[[ RECORDED DATA, beginning ]]
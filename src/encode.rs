use std::io::{self, Write};

/// Bytes per output line, for both the escaped string and the array form.
pub const BYTES_PER_LINE: usize = 32;

/// Writes `bytes` as one or more double-quoted literals of `\xHH` escapes,
/// 32 per literal, joined with ` +` line continuations.
///
/// # Errors
///
/// Will return `Err` if writing to `out` fails
pub fn write_escaped<W: Write + ?Sized>(out: &mut W, bytes: &[u8]) -> io::Result<()> {
    if bytes.is_empty() {
        return out.write_all(b"\"\"");
    }
    for (i, chunk) in bytes.chunks(BYTES_PER_LINE).enumerate() {
        if i > 0 {
            out.write_all(b" +\n")?;
        }
        out.write_all(b"\"")?;
        for b in chunk {
            write!(out, "\\x{b:02X}")?;
        }
        out.write_all(b"\"")?;
    }
    Ok(())
}

/// Writes `bytes` as comma-separated decimal values, 32 per line.
///
/// # Errors
///
/// Will return `Err` if writing to `out` fails
pub fn write_decimal<W: Write + ?Sized>(out: &mut W, bytes: &[u8]) -> io::Result<()> {
    for (i, chunk) in bytes.chunks(BYTES_PER_LINE).enumerate() {
        if i > 0 {
            out.write_all(b",\n")?;
        }
        for (j, b) in chunk.iter().enumerate() {
            if j > 0 {
                out.write_all(b", ")?;
            }
            write!(out, "{b}")?;
        }
    }
    Ok(())
}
[[ RECORDED DATA, end ]]
▸ **YOUR GOAL**
Within the data above, tally every line that has "Sized" in it. Answer with the number only.

▸ **FINISHED TASK**
2